Can our teachers teach?  Certainly, we must keep asking that question.  But equally, we should be asking what should be done so that our children can really learn.


  • Robin Smaill says:

    I like the opening statement of: “what needs to be done so that our children can learn”. Also the part that a child learns through interacting with its parents. This is so true, but unfortunately many parents do not interact with their children and it is this that changes the development of the brain and the life child swings away from education to a reproduction emphasis. In my opinion the one thing that would change SA dramatically is the education of parents on how to be good parents. It is not that they don’t love their children but their parenting style is not optimal for the development of the brain.
    When a child has low levels of interaction with a parent its brain perceives that its environment is a dangerous place and hence the reproduction mode to make sure its genes are handed down. It is a genetically programmed adoption to ensure survival.
    The education of parents and teenagers on how to be good parents would yield benefits. This is an idea for your organisation and an area of my research.
    Robin Smaill

  • David Harrison says:

    Child-parent interaction is crucial, but there is no evidence linking specific parenting styles to improved neuro-cognitive outcomes. Almost all mothers – regardless of socio-economic status or culture – want the best for their children and will respond to advice and ideas on how to help their children reach their full potential. For example, mothers are often thrilled when they understand the links between early story-telling and reading and language development.

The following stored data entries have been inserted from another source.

//! Service mocks shared by the pipeline tests.

#![allow(dead_code)]

use async_trait::async_trait;
use bytes::Bytes;
use parking_lot::Mutex;
use reelcast_config::{MediaConfig, PersonaStore, PipelineConfig};
use reelcast_core::{AssetType, Persona, PersonaBuilder, Platform};
use reelcast_error::{GenerationError, GenerationErrorKind, MediaError, MediaErrorKind, ReelcastResult};
use reelcast_interface::{
    EncodeJob, ImageRequest, MediaEncoder, MediaGenerator, TextGenerator, TextRequest,
    TextResponse, VideoProbe, VideoRequest, VideoStatus,
};
use reelcast_pipeline::{BatchOrchestrator, CopyGenerator, MediaBuilder};
use reelcast_storage::DraftStore;
use std::collections::VecDeque;
use std::sync::Arc;

pub const MP4: &[u8] = &[0, 0, 0, 0x18, b'f', b't', b'y', b'p', b'i', b's', b'o', b'm', 0, 0, 0, 1];
pub const PNG: &[u8] = &[0x89, b'P', b'N', b'G', 0x0D, 0x0A, 0x1A, 0x0A, 0, 0, 0, 0x0D];

type Responder = Box<dyn Fn(&TextRequest) -> Result<String, GenerationError> + Send + Sync>;

/// Text generator answering through a closure.
pub struct MockText {
    responder: Responder,
    pub prompts: Mutex<Vec<String>>,
}

impl MockText {
    pub fn new(
        responder: impl Fn(&TextRequest) -> Result<String, GenerationError> + Send + Sync + 'static,
    ) -> Self {
        Self {
            responder: Box::new(responder),
            prompts: Mutex::new(Vec::new()),
        }
    }

    /// Valid drafts for whatever account, platform and asset type the prompt asks for.
    pub fn valid() -> Self {
        Self::new(|req| Ok(draft_json_for(req.user(), true)))
    }

    pub fn calls(&self) -> usize {
        self.prompts.lock().len()
    }
}

#[async_trait]
impl TextGenerator for MockText {
    async fn generate(&self, req: &TextRequest) -> ReelcastResult<TextResponse> {
        self.prompts.lock().push(req.user().clone());
        let content = (self.responder)(req)?;
        Ok(TextResponse::new(content, "mock-model"))
    }

    fn provider_name(&self) -> &'static str {
        "mock"
    }

    fn model_name(&self) -> &str {
        "mock-model"
    }
}

/// Value the prompt asks to set for `field`.
pub fn requested(prompt: &str, field: &str) -> String {
    let marker = format!("\"{}\" to \"", field);
    prompt
        .split(&marker)
        .nth(1)
        .and_then(|rest| rest.split('"').next())
        .unwrap_or_default()
        .to_string()
}

/// A draft JSON answer matching the prompt.
pub fn draft_json_for(prompt: &str, with_music: bool) -> String {
    let account = requested(prompt, "account");
    let platform = requested(prompt, "platform");
    let asset_type = requested(prompt, "asset_type");
    let mut draft = serde_json::json!({
        "account": account,
        "platform": platform,
        "caption": "Nobody talks about the snap of a flip phone closing",
        "hashtags": "#2000s #nostalgia",
        "hook": "Remember this sound?",
        "asset_type": asset_type,
        "video_prompt": "Close-up of a silver flip phone snapping shut",
    });
    if asset_type == "video" {
        draft["voiceover_text"] = "Remember this sound?".into();
        if with_music {
            draft["music_style"] = "upbeat 2000s pop".into();
        }
    }
    format!(
        "Here you go:\n```json\n{}\n```",
        serde_json::json!({ "drafts": [draft] })
    )
}

/// Media generator replaying scripted poll statuses.
pub struct MockMedia {
    pub statuses: Mutex<VecDeque<VideoStatus>>,
    pub video_payload: Vec<u8>,
    pub image_payload: Vec<u8>,
    pub submitted: Mutex<Vec<VideoRequest>>,
    pub images: Mutex<Vec<ImageRequest>>,
}

impl MockMedia {
    pub fn new(statuses: Vec<VideoStatus>) -> Self {
        Self {
            statuses: Mutex::new(statuses.into()),
            video_payload: MP4.to_vec(),
            image_payload: PNG.to_vec(),
            submitted: Mutex::new(Vec::new()),
            images: Mutex::new(Vec::new()),
        }
    }

    /// Finishes on the second poll.
    pub fn ready() -> Self {
        Self::new(vec![
            VideoStatus::Pending,
            VideoStatus::Done {
                url: "https://cdn.test/video.mp4".to_string(),
            },
        ])
    }

    pub fn submissions(&self) -> usize {
        self.submitted.lock().len()
    }
}

#[async_trait]
impl MediaGenerator for MockMedia {
    async fn submit_video(&self, req: &VideoRequest) -> ReelcastResult<String> {
        let mut submitted = self.submitted.lock();
        submitted.push(req.clone());
        Ok(format!("req-{}", submitted.len()))
    }

    async fn poll_video(&self, _request_id: &str) -> ReelcastResult<VideoStatus> {
        Ok(self
            .statuses
            .lock()
            .pop_front()
            .unwrap_or(VideoStatus::Pending))
    }

    async fn generate_image(&self, req: &ImageRequest) -> ReelcastResult<String> {
        self.images.lock().push(req.clone());
        Ok("https://cdn.test/image.png".to_string())
    }

    async fn download(&self, url: &str) -> ReelcastResult<Bytes> {
        if url.ends_with(".png") {
            Ok(Bytes::from(self.image_payload.clone()))
        } else if url.ends_with(".mp4") {
            Ok(Bytes::from(self.video_payload.clone()))
        } else {
            Err(MediaError::new(MediaErrorKind::Api {
                status_code: 404,
                message: url.to_string(),
            })
            .into())
        }
    }
}

/// Encoder that records jobs and writes a tiny MP4.
pub struct MockEncoder {
    pub probe: VideoProbe,
    pub jobs: Mutex<Vec<EncodeJob>>,
}

impl MockEncoder {
    pub fn new(width: u32, height: u32) -> Self {
        Self {
            probe: VideoProbe {
                width,
                height,
                has_audio: true,
                duration_secs: Some(10.0),
            },
            jobs: Mutex::new(Vec::new()),
        }
    }

    pub fn jobs(&self) -> Vec<EncodeJob> {
        self.jobs.lock().clone()
    }
}

#[async_trait]
impl MediaEncoder for MockEncoder {
    async fn probe(&self, _path: &std::path::Path) -> ReelcastResult<VideoProbe> {
        Ok(self.probe)
    }

    async fn encode(&self, job: &EncodeJob) -> ReelcastResult<()> {
        self.jobs.lock().push(job.clone());
        std::fs::write(job.output(), MP4)
            .map_err(|e| MediaError::new(MediaErrorKind::Io(e.to_string())))?;
        Ok(())
    }

    async fn is_available(&self) -> bool {
        true
    }
}

pub fn persona(account: &str, platforms: Vec<Platform>, asset_type: AssetType) -> Persona {
    PersonaBuilder::default()
        .account(account)
        .tone("wry, a little sentimental")
        .vocabulary(vec!["no cap".to_string()])
        .platforms(platforms)
        .asset_type(asset_type)
        .build()
        .unwrap()
}

pub fn personas() -> PersonaStore {
    [
        persona("genz", vec![Platform::Tiktok, Platform::Instagram], AssetType::Video),
        persona("genx", vec![Platform::Tiktok], AssetType::Video),
        persona("millennial", vec![Platform::Instagram], AssetType::Image),
    ]
    .into_iter()
    .collect()
}

/// Media settings with instant polling.
pub fn media_config() -> MediaConfig {
    MediaConfig {
        poll_interval_secs: 0,
        video_deadline_secs: 60,
        ..MediaConfig::default()
    }
}

pub struct Harness {
    pub text: Arc<MockText>,
    pub media: Arc<MockMedia>,
    pub encoder: Arc<MockEncoder>,
    pub store: Arc<DraftStore>,
    pub orchestrator: BatchOrchestrator,
}

pub fn harness(
    root: &std::path::Path,
    text: MockText,
    media: MockMedia,
    encoder: MockEncoder,
    media_config: MediaConfig,
) -> Harness {
    let text = Arc::new(text);
    let media = Arc::new(media);
    let encoder = Arc::new(encoder);
    let store = Arc::new(DraftStore::new(root).unwrap());
    let builder = MediaBuilder::new(media.clone(), encoder.clone(), media_config);
    let orchestrator = BatchOrchestrator::new(
        personas(),
        CopyGenerator::new(text.clone(), store.clone()),
        builder,
        store.clone(),
        PipelineConfig::default(),
    );
    Harness {
        text,
        media,
        encoder,
        store,
        orchestrator,
    }
}

pub fn generation_error(message: &str) -> GenerationError {
    GenerationError::new(GenerationErrorKind::Request(message.to_string()))
}

/// Names of draft directories under `root`.
pub fn draft_dirs(root: &std::path::Path) -> Vec<String> {
    let mut names: Vec<String> = std::fs::read_dir(root)
        .unwrap()
        .filter_map(|e| e.ok())
        .filter(|e| e.path().is_dir())
        .map(|e| e.file_name().to_string_lossy().to_string())
        .filter(|n| !n.starts_with('.') && n != "failed")
        .collect();
    names.sort();
    names
}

    At the same time, the factors that stunt development go far beyond parent knowledge and understanding: maternal depression is associated with poorer child growth, a sense of worthlessness and disconnection can lead a mother to view her own child as similarly worthless, mothers searching for work often don’t have quality time in ways that wealthier mothers do, and a sense of resignation encourages alcohol abuse. These are the factors that need to be addressed in a good parenting programme – and there is some evidence that child outcomes are improved if mothers are able to cope better with their circumstances.

    A useful and challenging report written by Helen Penn for the Childhood Poverty Research and Policy Centre (CHIP) is worth reading:

  • Henda Meyer says:

    Dear Dr Harrison
    I am the President Elect of the Rotary Club of Walvis Bay Namibia this year. At the recent Knysna Rotary Conference DGE Cecil Rose our District focus this year is Early Childhood Development. He introduced us to FLOSS and showed us images of the developing brain which he accredited to you. In motivating my Club to support ECD I would like the brain images for a presentation at my first assembly. Kindly tell me where I can find/download your presentation to Conference on this topic in 2013.
    Thank you in advance I look forward to hear from you.